Through their dung piles, vicuñas deposit an essential mix of nutrients, seeds, and microorganisms that jumpstart the formation of a new ecosystem.
Over time, this vegetation encourages other animals, including herbivores and predators like pumas, to move in.
Camera footage confirms that the presence of nascent vegetation has drawn a surprising variety of wildlife, including species rarely seen at such extreme altitudes.
In turn, vicuñas themselves also graze on the plants that spring up around their latrines, creating a cyclical benefit.
According to Kelsey Rider, an animal ecologist at James Madison University, it could take centuries for the deglaciated area to transform into grassland.
This might help mitigate the negative impacts that many animal species preferring colder climates face as their habitats shrink.

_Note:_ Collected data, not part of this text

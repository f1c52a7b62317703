use std::fs::{self, File, OpenOptions};
use std::io::{self, BufWriter};
use std::path::PathBuf;
use tracing_appender::non_blocking::WorkerGuard;
use tracing_subscriber::{fmt, layer::SubscriberExt, util::SubscriberInitExt, EnvFilter};

const MAX_LOG_SIZE: u64 = 1024 * 1024; // 1MB

/// Initialize logging for an embedding component.
///
/// - `component_name`: Name of the component (e.g., "server", "worker")
/// - `enabled`: If true, enables file logging. If false, only console logging.
///
/// Returns a guard that must be kept alive for the duration of the program.
pub fn init_logging(component_name: &str, enabled: bool) -> io::Result<Option<WorkerGuard>> {
    if enabled {
        let log_dir = get_log_directory()?;
        fs::create_dir_all(&log_dir)?;

        let log_filename = format!("{}.log", component_name);
        let log_path = log_dir.join(&log_filename);

        // Truncate if over 1MB
        truncate_if_needed(&log_path)?;

        let file = OpenOptions::new()
            .create(true)
            .append(true)
            .open(&log_path)?;

        let (non_blocking_file, guard) = tracing_appender::non_blocking(BufWriter::new(file));

        let env_filter =
            EnvFilter::try_from_default_env().unwrap_or_else(|_| EnvFilter::new("info"));

        tracing_subscriber::registry()
            .with(env_filter)
            .with(fmt::layer().with_writer(io::stdout).with_ansi(true))
            .with(
                fmt::layer()
                    .with_writer(non_blocking_file)
                    .with_ansi(false)
                    .with_target(true),
            )
            .init();

        tracing::info!("Logging to file: {}", log_path.display());

        Ok(Some(guard))
    } else {
        tracing_subscriber::fmt()
            .with_env_filter(
                EnvFilter::try_from_default_env().unwrap_or_else(|_| EnvFilter::new("info")),
            )
            .init();

        Ok(None)
    }
}

/// Get the log directory path.
fn get_log_directory() -> io::Result<PathBuf> {
    let dirs = directories::ProjectDirs::from("", "", "wisp").ok_or_else(|| {
        io::Error::new(io::ErrorKind::NotFound, "Failed to find home directory")
    })?;

    Ok(dirs.data_dir().join("logs"))
}

/// Truncate log file if it exceeds MAX_LOG_SIZE.
fn truncate_if_needed(log_path: &PathBuf) -> io::Result<()> {
    if log_path.exists() {
        let metadata = fs::metadata(log_path)?;
        if metadata.len() > MAX_LOG_SIZE {
            let file = File::create(log_path)?;
            file.set_len(0)?;
        }
    }
    Ok(())
}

The process, while beneficial, lags behind the rapid pace of glacial melting worldwide.
Scientists note that vicuñas, despite effectively fertilizing and rejuvenating new habitats, cannot fully counteract the accelerating glacier loss.
Over the past two decades, global glacier melt has surged, with non-polar glaciers losing around 267 billion tons of ice each year between 2000 and 2019.
If warming trends persist, up to 68% of Earth’s glaciers could disappear, imperiling water supplies for almost a quarter of the world’s population.
“The vicuñas are probably helping some alpine organisms, but we can’t assume they’ll all be okay, because in Earth’s history, we’ve never seen climate change happen at this speed,”
Bueno de Mesquita said. “Current anthropogenic climate change is probably the most severe crisis our planet and all living things have faced in the past 65 million years.”
The role of vicuñas in the Andes serves as a compelling illustration of how species can adapt to a changing planet.
By pooling nutrients in communal dung piles, these animals foster micro-environments that favor plant life, effectively creating oases in barren landscapes.
Although this adaptation stands as a beacon of resilience, the overarching message remains stark: climate change is unfolding too quickly for many species to keep pace.
Without significant reductions in greenhouse gas emissions and robust conservation efforts, ecosystems around the globe – including the high Andes – risk suffering irreversible damage.
Ultimately, the study emphasizes that while behaviors like the vicuñas’ communal latrines can offer localized reprieves from the stresses of global warming, far more comprehensive measures are needed to ensure that both wildlife and human communities can endure in a drastically shifting environment.